Recommender Systems. Analysis of MIDI content as Linked Data could enhance current music discovery and recommendation platforms. Existing systems frequently model similarities between artists as measures for music discovery and recommendation. Similarity models typically rely on collaborative filtering, content-based feature extraction, or a combination of both. Known limitations of these methods (including limited exposure of a collection and lack of high-level descriptions) can be alleviated by adopting Linked Data practices and semantic representations of musical concepts [6], including symbolic analysis of MIDI files. Such analysis could be integrated with other methods, which take advantage of Linked Data best practices and can enable the identification of musical entities and the discovery of valuable connections between them.

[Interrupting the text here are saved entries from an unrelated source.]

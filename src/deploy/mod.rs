// ABOUTME: Deployment orchestration using the type state pattern.
// ABOUTME: Exports state markers, the Deployment struct, upload aggregation and rollback.

mod deployment;
mod error;
mod rollback;
mod runner;
mod state;
mod transitions;
mod upload;

pub use deployment::{DeployOutcome, Deployment};
pub use error::{DeployError, DeployErrorKind, Stage};
pub use rollback::{RollbackOutcome, destroy_deploy};
pub use runner::{RunFailure, run_deploy};
pub use state::{
    ExistingFilesFetched, FilesUploaded, Initialized, LatestDeploySettled, ManifestBuilt,
    NewDeployOpened, NewDeploySettled, OwnsDeploy, SiteResolved, SiteState,
};
pub use transitions::TransitionResult;
pub use upload::{UploadFailures, UploadReport, upload_all};
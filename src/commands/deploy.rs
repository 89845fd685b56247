// ABOUTME: Deploy command implementation.
// ABOUTME: Reads inputs and settings, opens sources, and runs the orchestrator.

use std::env;
use std::path::Path;

use netlify_upload::config::{ActionInputs, RunConfig, Settings};
use netlify_upload::deploy::run_deploy;
use netlify_upload::diagnostics::Diagnostics;
use netlify_upload::error::Result;
use netlify_upload::gateway::NetlifyGateway;
use netlify_upload::output::Output;
use netlify_upload::source::open_sources;
use tokio_util::sync::CancellationToken;

/// Upload the configured files to the configured site.
pub async fn deploy(
    settings_path: Option<&Path>,
    output: &mut Output,
    cancel: CancellationToken,
) -> Result<()> {
    output.start_timer();

    let settings = match settings_path {
        Some(path) => Settings::load(path)?,
        None => Settings::discover(&env::current_dir()?)?,
    };
    let inputs = ActionInputs::from_env(|token| output.set_secret(token.expose()))?;
    let config = RunConfig::new(inputs, settings)?;

    let mut diag = Diagnostics::default();
    let mut sources = open_sources(config.sources.iter(), &mut diag).await?;
    let gateway = NetlifyGateway::new(&config.token, &config.settings)?;

    let result = run_deploy(&config, &gateway, &mut sources, cancel, output, &mut diag).await;

    for warning in diag.warnings() {
        output.warn(&warning.message);
    }

    let outcome = result.map_err(Box::new)?;
    output.debug(&format!(
        "Uploaded {} file(s) to {} in deploy {}",
        outcome.uploaded.len(),
        outcome.site.name,
        outcome.deploy.id
    ));
    output.success("Files successfully uploaded to Netlify!");
    Ok(())
}
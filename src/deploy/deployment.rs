// ABOUTME: Generic deployment struct parameterized by state.
// ABOUTME: Holds the run configuration and cancellation token shared by every transition.

use tokio_util::sync::CancellationToken;

use crate::config::RunConfig;
use crate::gateway::{Deploy, FileRecord, Site};
use crate::manifest::DeployManifest;
use crate::types::DeployId;

use super::state::{
    ExistingFilesFetched, Initialized, LatestDeploySettled, ManifestBuilt, NewDeploySettled,
    OwnsDeploy, SiteState,
};

/// A deploy run in progress, parameterized by its current state.
///
/// The state type carries what earlier steps produced, so a transition
/// can only be called once its inputs exist. Rollback is only available
/// on states that own a newly created deploy.
#[derive(Debug)]
pub struct Deployment<'c, S> {
    pub(crate) config: &'c RunConfig,
    pub(crate) cancel: CancellationToken,
    pub(crate) state: S,
}

impl<'c> Deployment<'c, Initialized> {
    pub fn new(config: &'c RunConfig, cancel: CancellationToken) -> Self {
        Deployment {
            config,
            cancel,
            state: Initialized,
        }
    }
}

impl<'c, S> Deployment<'c, S> {
    pub fn config(&self) -> &'c RunConfig {
        self.config
    }

    pub fn state(&self) -> &S {
        &self.state
    }
}

impl<S: SiteState> Deployment<'_, S> {
    /// The site being deployed to.
    pub fn site(&self) -> &Site {
        self.state.site()
    }
}

impl<S: OwnsDeploy> Deployment<'_, S> {
    /// ID of the deploy created by this run.
    pub fn deploy_id(&self) -> &DeployId {
        self.state.owned_deploy()
    }
}

impl Deployment<'_, LatestDeploySettled> {
    /// The pre-existing deploy that was waited on.
    pub fn latest_deploy(&self) -> &Deploy {
        &self.state.latest
    }
}

impl Deployment<'_, ExistingFilesFetched> {
    pub fn existing_files(&self) -> &[FileRecord] {
        &self.state.files
    }
}

impl Deployment<'_, ManifestBuilt> {
    pub fn manifest(&self) -> &DeployManifest {
        &self.state.manifest
    }
}

/// What a successful run produced.
#[derive(Debug, Clone)]
pub struct DeployOutcome {
    pub site: Site,
    pub deploy: Deploy,
    pub uploaded: Vec<FileRecord>,
}

impl Deployment<'_, NewDeploySettled> {
    /// Consume the deployment and return its outcome.
    pub fn finish(self) -> DeployOutcome {
        DeployOutcome {
            site: self.state.site,
            deploy: self.state.deploy,
            uploaded: self.state.uploaded,
        }
    }
}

Machine Learning and Music Generation. The most ambitious application of the dataset for machine learning is to learn a generative model over knowledge graphs representing music. A generative model represents a class of instances as a probability distribution, allowing us to produce convincing samples of classes of images, natural language, or sound. For knowledge graphs, this task is complicated by our inability to recognize what constitutes a convincing sample. The MIDI Linked Data Cloud presents a solution: a good generative model should produce data that sounds realistic when translated to MIDI samples. This is no simple task: the model should learn that certain triples in the graph represent elements of a stream, and that this stream contains harmonies, a meter and so on. The included metadata should help the model make stylistic choices: a fugue by Bach should not contain tracks with distorted guitars, and a pop song is unlikely to contain more than 8 different tracks.

Linked-Data DJ. Maybe the most simple, though powerful, potential usage of the MIDI Linked Data Cloud is to use formal querying as a language for music mixing. Based on the previously described analytics, a language such as SPARQL can directly be used to filter datasets according to musical properties, such as keys, styles, harmonies, tempo, etc. This provides previously unknown opportunities for mixing and composing new music.

Audiolisation. Visualisations are often very powerful means to help people understand properties of data. Audiolisation, the attempt to use music and sounds to convey meaning, has been applied to algorithms previously but not to data. In order to map audio-expressible features to datasets, the MIDI Linked Data Cloud provides an exciting source for a systematic comparison of both audio and structural features of datasets.

4 Conclusions

This paper presents the MIDI Linked Data Cloud, a linked dataset of more than 10 billion MIDI RDF statements, as a foundation for a common dataspace where musical notation, metadata, and structured music repositories can be linked together on the Web. We have identified its potential for being used in diverse research areas and new challenges in the Semantic Web and Music Information Retrieval communities. We plan to extend the integration, linkage, and ontological methods sustaining this work with in-progress applications for Dutch grants and European funding.